Scotland's papers: Speeding Coulthard and embryo record

As voters go to the polls, the papers take the opportunity to give their opinions on the front pages.

However, the BBC - like other broadcasters - is restricted to reporting only factual accounts of the election in line with polling day rules.

With the election understandably hogging the headlines, it leaves an eclectic mix of other stories in the papers.

The Guardian reports how researchers have broken the record for growing human embryos in the lab, keeping them alive and active beyond the stage when they would naturally implant in a mother's womb.

A humanoid robot being developed by NASA in preparation for a trip to Mars is having its skills honed by Scottish scientists, with the hope that it will soon be able to interact with astronauts and carry out complex tasks on space missions, says The i paper.

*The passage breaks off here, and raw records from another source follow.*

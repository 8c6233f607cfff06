//! Agent lifecycle state and health metrics

use chrono::{DateTime, Utc};
use serde::{Deserialize, Serialize};
use std::fmt;
use std::time::Duration;

/// Lifecycle state of one agent runtime
///
/// `Idle` is initial. `Processing` is held only while a task is being handled,
/// `Error` only until the failure has been recorded, and `Shutdown` is
/// terminal.
#[derive(Debug, Clone, Copy, PartialEq, Eq, Hash, Default, Serialize, Deserialize)]
#[serde(rename_all = "snake_case")]
pub enum AgentState {
    #[default]
    Idle,
    Processing,
    Error,
    Shutdown,
}

impl AgentState {
    pub fn as_str(&self) -> &'static str {
        match self {
            AgentState::Idle => "idle",
            AgentState::Processing => "processing",
            AgentState::Error => "error",
            AgentState::Shutdown => "shutdown",
        }
    }

    pub fn is_shutdown(&self) -> bool {
        matches!(self, AgentState::Shutdown)
    }
}

impl fmt::Display for AgentState {
    fn fmt(&self, f: &mut fmt::Formatter<'_>) -> fmt::Result {
        f.write_str(self.as_str())
    }
}

/// Per-agent counters, updated after every task attempt
///
/// Counters only ever grow.
#[derive(Debug, Clone, PartialEq, Eq, Serialize, Deserialize)]
pub struct HealthMetrics {
    pub start_time: DateTime<Utc>,
    pub tasks_processed: u64,
    pub errors: u64,
    pub last_error: Option<String>,
    pub last_error_time: Option<DateTime<Utc>>,
    pub last_success: Option<DateTime<Utc>>,
}

impl Default for HealthMetrics {
    fn default() -> Self {
        Self {
            start_time: Utc::now(),
            tasks_processed: 0,
            errors: 0,
            last_error: None,
            last_error_time: None,
            last_success: None,
        }
    }
}

impl HealthMetrics {
    pub fn record_success(&mut self) {
        self.tasks_processed += 1;
        self.last_success = Some(Utc::now());
    }

    pub fn record_failure(&mut self, error: impl Into<String>) {
        self.errors += 1;
        self.last_error = Some(error.into());
        self.last_error_time = Some(Utc::now());
    }

    /// Time since the runtime started, to whole seconds
    pub fn uptime(&self) -> Duration {
        let elapsed = Utc::now()
            .signed_duration_since(self.start_time)
            .to_std()
            .unwrap_or_default();
        Duration::from_secs(elapsed.as_secs())
    }
}
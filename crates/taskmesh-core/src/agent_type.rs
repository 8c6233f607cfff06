//! Enumerated agent types
//!
//! Tasks arrive from external producers carrying a free-form type name. Routing
//! resolves that name into one of the known [`AgentType`] variants; names that
//! do not resolve cannot be served by any agent.

use serde::{Deserialize, Serialize};
use std::fmt;
use std::str::FromStr;

/// The kinds of agents the orchestration core can route to
#[derive(Debug, Clone, Copy, PartialEq, Eq, Hash, PartialOrd, Ord, Serialize, Deserialize)]
pub enum AgentType {
    DocumentAnalyzer,
    ModulePlanner,
    ContentGenerator,
    QuizGenerator,
    QualityAssurance,
    /// Returns the task data unchanged; used for smoke tests and health probes
    Echo,
}

impl AgentType {
    /// Every variant, in declaration order
    pub const ALL: [AgentType; 6] = [
        AgentType::DocumentAnalyzer,
        AgentType::ModulePlanner,
        AgentType::ContentGenerator,
        AgentType::QuizGenerator,
        AgentType::QualityAssurance,
        AgentType::Echo,
    ];

    /// Canonical name as it appears in tasks and broker keys
    pub fn as_str(&self) -> &'static str {
        match self {
            AgentType::DocumentAnalyzer => "DocumentAnalyzer",
            AgentType::ModulePlanner => "ModulePlanner",
            AgentType::ContentGenerator => "ContentGenerator",
            AgentType::QuizGenerator => "QuizGenerator",
            AgentType::QualityAssurance => "QualityAssurance",
            AgentType::Echo => "Echo",
        }
    }

    /// Snake-case form, used for configuration file names
    pub fn file_stem(&self) -> &'static str {
        match self {
            AgentType::DocumentAnalyzer => "document_analyzer",
            AgentType::ModulePlanner => "module_planner",
            AgentType::ContentGenerator => "content_generator",
            AgentType::QuizGenerator => "quiz_generator",
            AgentType::QualityAssurance => "quality_assurance",
            AgentType::Echo => "echo",
        }
    }
}

/// Returned when a type name matches no known agent type
#[derive(Debug, Clone, PartialEq, Eq, thiserror::Error)]
#[error("unknown agent type: {0}")]
pub struct UnknownAgentType(pub String);

impl FromStr for AgentType {
    type Err = UnknownAgentType;

    /// Accepts the canonical PascalCase name or its snake_case form.
    fn from_str(s: &str) -> Result<Self, Self::Err> {
        AgentType::ALL
            .into_iter()
            .find(|t| t.as_str() == s || t.file_stem() == s)
            .ok_or_else(|| UnknownAgentType(s.to_string()))
    }
}

impl fmt::Display for AgentType {
    fn fmt(&self, f: &mut fmt::Formatter<'_>) -> fmt::Result {
        f.write_str(self.as_str())
    }
}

The Press and Journal claims wind farm operators across the north have "raked-in a staggering £52m" over the past five years - for switching their turbines off.

The Daily Star of Scotland says a married star who reportedly had a relationship with former Celebrity Big Brother winner Helen Wood has been named in the US despite a court injunction banning identification in the UK.

Inside the papers, page 2 of the Daily Mail (pictured above) claims that pop star Janet Jackson is pregnant at the age of 49.

The University of Edinburgh was the only Scottish university to make the global top 100 rankings, according to The Scotsman.

The Herald says Royal Bank of Scotland faced an embarrassing protest at its annual meeting in Edinburgh from bank workers who are "furious" at a raid on staff pensions.

The Daily Record reports that former Formula1 driver and road safety campaigner David Coulthard has been caught speeding at 110mph on a French motorway.

The Scottish Sun carries the same story and says French police clocked the Scot doing 30mph more than the limit in his £60,000 Mercedes.

Ineos, which owns the huge refinery in Grangemouth, says media "scare stories" over fracking are distorting the public's perceptions of the issue, reports The National.